- Assignment
From the first line through the one containing "digits, so the", restate the listing word for word, and give no other lines.

**** Data for processing

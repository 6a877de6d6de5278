//! # hsluv-primaries
//!
//! The fixed sRGB matrices, reference white and CIE constants that every
//! HSLuv conversion is built on.
//!
//! # Constants
//!
//! HSLuv is defined against sRGB primaries with a D65 white point, and the
//! published reference values are computed from these exact digits, so the
//! matrices are compile-time data. The tests derive the same matrix from
//! the sRGB xy chromaticities to check the digits.
//!
//! # Usage
//!
//! ```rust
//! use hsluv_primaries::{M, M_INV};
//! use hsluv_math::Vec3;
//!
//! // Linear sRGB white to XYZ and back
//! let xyz = M_INV * Vec3::ONE;
//! let rgb = M * xyz;
//! assert!((rgb.x - 1.0).abs() < 1e-12);
//! ```
//!
//! # Used By
//!
//! - `hsluv` - RGB <-> XYZ, XYZ <-> Luv and gamut boundary stages

#![warn(missing_docs)]
#![warn(rustdoc::missing_crate_level_docs)]

use hsluv_math::{Mat3, Vec3};

// ============================================================================
// Matrices
// ============================================================================

/// XYZ to linear sRGB.
///
/// Its rows are also the coefficients of the six gamut boundary lines.
pub const M: Mat3 = Mat3::from_rows([
    [3.240969941904521, -1.537383177570093, -0.498610760293],
    [-0.96924363628087, 1.87596750150772, 0.041555057407175],
    [0.055630079696993, -0.20397695888897, 1.056971514242878],
]);

/// Linear sRGB to XYZ.
pub const M_INV: Mat3 = Mat3::from_rows([
    [0.41239079926595, 0.35758433938387, 0.18048078840183],
    [0.21263900587151, 0.71516867876775, 0.072192315360733],
    [0.019330818715591, 0.11919477979462, 0.95053215224966],
]);

// ============================================================================
// Reference white and CIE constants
// ============================================================================

/// Luminance of the reference white.
pub const REF_Y: f64 = 1.0;

/// u' chromaticity of the reference white.
pub const REF_U: f64 = 0.19783000664283;

/// v' chromaticity of the reference white.
pub const REF_V: f64 = 0.46831999493879;

/// CIE kappa, (29/3)^3.
pub const KAPPA: f64 = 903.2962962;

/// CIE epsilon, (6/29)^3.
pub const EPSILON: f64 = 0.0088564516;

/// XYZ of linear sRGB white, i.e. `M_INV * (1, 1, 1)`.
pub const D65_WHITE: Vec3 = Vec3::new(0.95045592705165, 0.999999999999993, 1.089057750759871);

#[cfg(test)]
mod tests {
    use super::*;
    use approx::assert_abs_diff_eq;

    #[test]
    fn test_matrices_are_inverse() {
        let axes = [[1.0, 0.0, 0.0], [0.0, 1.0, 0.0], [0.0, 0.0, 1.0]];
        for axis in axes {
            let back = M * (M_INV * Vec3::from_array(axis));
            for (got, expected) in back.to_array().into_iter().zip(axis) {
                assert_abs_diff_eq!(got, expected, epsilon = 1e-12);
            }
        }
    }

    /// sRGB / Rec.709 primaries and D65 white as xy chromaticities.
    const SRGB_XY: [(f64, f64); 4] = [(0.64, 0.33), (0.30, 0.60), (0.15, 0.06), (0.3127, 0.3290)];

    fn xy_to_xyz((x, y): (f64, f64)) -> [f64; 3] {
        [x / y, 1.0, (1.0 - x - y) / y]
    }

    fn det(c: [[f64; 3]; 3]) -> f64 {
        c[0][0] * (c[1][1] * c[2][2] - c[2][1] * c[1][2])
            - c[1][0] * (c[0][1] * c[2][2] - c[2][1] * c[0][2])
            + c[2][0] * (c[0][1] * c[1][2] - c[1][1] * c[0][2])
    }

    /// Linear RGB to XYZ from primaries: columns are the primaries in XYZ,
    /// scaled so RGB (1, 1, 1) lands on the white point.
    fn rgb_to_xyz_matrix(xy: [(f64, f64); 4]) -> [[f64; 3]; 3] {
        let cols = [xy_to_xyz(xy[0]), xy_to_xyz(xy[1]), xy_to_xyz(xy[2])];
        let white = xy_to_xyz(xy[3]);

        // Cramer's rule for the per-primary scale
        let d = det(cols);
        let mut scale = [0.0; 3];
        for (k, s) in scale.iter_mut().enumerate() {
            let mut replaced = cols;
            replaced[k] = white;
            *s = det(replaced) / d;
        }

        let mut m = [[0.0; 3]; 3];
        for (row, out) in m.iter_mut().enumerate() {
            for (col, v) in out.iter_mut().enumerate() {
                *v = cols[col][row] * scale[col];
            }
        }
        m
    }

    #[test]
    fn test_derived_matrix_matches_constant() {
        let derived = rgb_to_xyz_matrix(SRGB_XY);
        for i in 0..3 {
            for j in 0..3 {
                assert_abs_diff_eq!(derived[i][j], M_INV.m[i][j], epsilon = 1e-12);
            }
        }
    }

    #[test]
    fn test_white_point() {
        let white = M_INV * Vec3::ONE;
        assert_abs_diff_eq!(white.x, D65_WHITE.x, epsilon = 1e-15);
        assert_abs_diff_eq!(white.y, REF_Y, epsilon = 1e-12);
        assert_abs_diff_eq!(white.z, D65_WHITE.z, epsilon = 1e-15);
    }

    #[test]
    fn test_reference_chromaticity() {
        let w = D65_WHITE;
        let divider = w.x + 15.0 * w.y + 3.0 * w.z;
        assert_abs_diff_eq!(4.0 * w.x / divider, REF_U, epsilon = 1e-12);
        assert_abs_diff_eq!(9.0 * w.y / divider, REF_V, epsilon = 1e-12);
    }

    #[test]
    fn test_cie_constants() {
        assert_abs_diff_eq!(KAPPA, (29.0f64 / 3.0).powi(3), epsilon = 1e-6);
        assert_abs_diff_eq!(EPSILON, (6.0f64 / 29.0).powi(3), epsilon = 1e-9);
    }
}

********

- Answer to the exercise
repository 6a877de6d6de5278
//! # hsluv-primaries
//!
//! The fixed sRGB matrices, reference white and CIE constants that every
//! HSLuv conversion is built on.
//!
//! # Constants
//!
//! HSLuv is defined against sRGB primaries with a D65 white point, and the
//! published reference values are computed from these exact digits, so the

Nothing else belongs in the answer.